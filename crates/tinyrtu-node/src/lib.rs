//! # TinyRTU Node
//!
//! Hosts an [`RtuSlave`] on a serial port: loads the JSON configuration,
//! publishes seed values, and polls the engine once per cycle, reporting
//! the registers the master has written.

use anyhow::{ensure, Context, Result};
use serde::{Deserialize, Serialize};
use std::path::Path;
use tinyrtu_core::{Operation, RegisterChange, RtuSlave, SlaveConfig};
use tracing::{debug, warn};
use tracing_subscriber::{layer::SubscriberExt, util::SubscriberInitExt, EnvFilter};

/// Default poll period in milliseconds
pub const DEFAULT_CYCLE_MS: u64 = 1;

fn default_cycle_ms() -> u64 {
    DEFAULT_CYCLE_MS
}

/// Node configuration file
#[derive(Debug, Clone, PartialEq, Eq, Serialize, Deserialize)]
pub struct NodeConfig {
    /// Slave settings
    #[serde(flatten)]
    pub slave: SlaveConfig,

    /// Poll period in milliseconds
    #[serde(default = "default_cycle_ms")]
    pub cycle_ms: u64,

    /// Values published before the first poll
    #[serde(default)]
    pub seed: Vec<RegisterChange>,
}

impl NodeConfig {
    /// Parse a configuration from JSON text
    pub fn from_json(text: &str) -> Result<Self> {
        let config: Self = serde_json::from_str(text).context("Invalid node configuration")?;
        config.validate()?;
        Ok(config)
    }

    /// Load a configuration file
    pub fn from_file(path: impl AsRef<Path>) -> Result<Self> {
        let path = path.as_ref();
        let text = std::fs::read_to_string(path)
            .with_context(|| format!("Failed to read {}", path.display()))?;
        Self::from_json(&text).with_context(|| format!("Failed to load {}", path.display()))
    }

    /// Check the settings the slave itself does not
    pub fn validate(&self) -> Result<()> {
        self.slave.validate()?;
        ensure!(self.cycle_ms > 0, "cycle_ms must be non-zero");
        for entry in &self.seed {
            ensure!(
                self.slave.window.contains(entry.address),
                "seed address {} is outside registers {}..={}",
                entry.address,
                self.slave.window.start(),
                self.slave.window.end()
            );
        }
        Ok(())
    }
}

/// Initialize logging; `RUST_LOG` overrides `level`
pub fn init_logging(level: &str) {
    let filter = EnvFilter::try_from_default_env().unwrap_or_else(|_| EnvFilter::new(level));
    // A subscriber may already be installed by an embedding host
    let _ = tracing_subscriber::registry()
        .with(filter)
        .with(tracing_subscriber::fmt::layer())
        .try_init();
}

/// Poll loop body around a slave
pub struct Node {
    slave: RtuSlave,
}

impl Node {
    /// Wrap a slave
    pub fn new(slave: RtuSlave) -> Self {
        Self { slave }
    }

    /// The wrapped slave
    pub fn slave(&self) -> &RtuSlave {
        &self.slave
    }

    /// Publish host values by absolute address
    pub fn seed(&self, values: &[RegisterChange]) -> Result<()> {
        for entry in values {
            self.slave
                .set_register_at(entry.address, entry.value)
                .with_context(|| format!("Failed to seed register {}", entry.address))?;
        }
        debug!("Seeded {} registers", values.len());
        Ok(())
    }

    /// Serve at most one request.
    ///
    /// Returns the registers the master wrote, with their addresses and new
    /// values. Reads and idle polls return nothing. A write whose
    /// acknowledgement fails on the line is still reported, since the store
    /// already holds the new values.
    pub fn cycle(&self) -> Result<Vec<RegisterChange>> {
        let affected = match self.slave.poll() {
            Ok(affected) => affected,
            Err(e) => match e.affected() {
                Some(affected) => {
                    warn!("{}", e);
                    affected
                }
                None => return Err(e).context("Failed to answer request"),
            },
        };
        if affected.operation != Operation::Write {
            return Ok(Vec::new());
        }
        Ok(self.slave.changes(&affected))
    }
}
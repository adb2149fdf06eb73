//! Supported function codes
//!
//! The slave answers a closed set of function codes. Each code maps to the
//! handler that validates the request payload and builds the reply.

use serde::{Deserialize, Serialize};

use super::handlers::{read_holding_registers, write_multiple_registers, Handler};

/// Function codes this slave answers
#[derive(Debug, Clone, Copy, PartialEq, Eq, Hash, Serialize, Deserialize)]
#[repr(u8)]
pub enum FunctionCode {
    /// Read holding registers (0x03)
    ReadHoldingRegisters = 0x03,
    /// Write multiple registers (0x10)
    WriteMultipleRegisters = 0x10,
}

impl FunctionCode {
    /// Every supported code
    pub const ALL: [FunctionCode; 2] = [
        FunctionCode::ReadHoldingRegisters,
        FunctionCode::WriteMultipleRegisters,
    ];

    /// Wire value
    pub fn code(self) -> u8 {
        self as u8
    }

    /// Handler serving this code
    pub fn handler(self) -> Handler {
        match self {
            FunctionCode::ReadHoldingRegisters => read_holding_registers,
            FunctionCode::WriteMultipleRegisters => write_multiple_registers,
        }
    }
}

impl TryFrom<u8> for FunctionCode {
    type Error = u8;

    fn try_from(code: u8) -> Result<Self, Self::Error> {
        Self::ALL
            .into_iter()
            .find(|f| f.code() == code)
            .ok_or(code)
    }
}

impl std::fmt::Display for FunctionCode {
    fn fmt(&self, f: &mut std::fmt::Formatter<'_>) -> std::fmt::Result {
        match self {
            FunctionCode::ReadHoldingRegisters => write!(f, "Read Holding Registers"),
            FunctionCode::WriteMultipleRegisters => write!(f, "Write Multiple Registers"),
        }
    }
}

_ _ _ _ _ _ _

§ **What is expected**: Scan the data above and copy every line with "Deserialize" in it.

§ **Exercise response**:
use serde::{Deserialize, Serialize};
#[derive(Debug, Clone, PartialEq, Eq, Serialize, Deserialize)]
use serde::{Deserialize, Serialize};
#[derive(Debug, Clone, Copy, PartialEq, Eq, Hash, Serialize, Deserialize)]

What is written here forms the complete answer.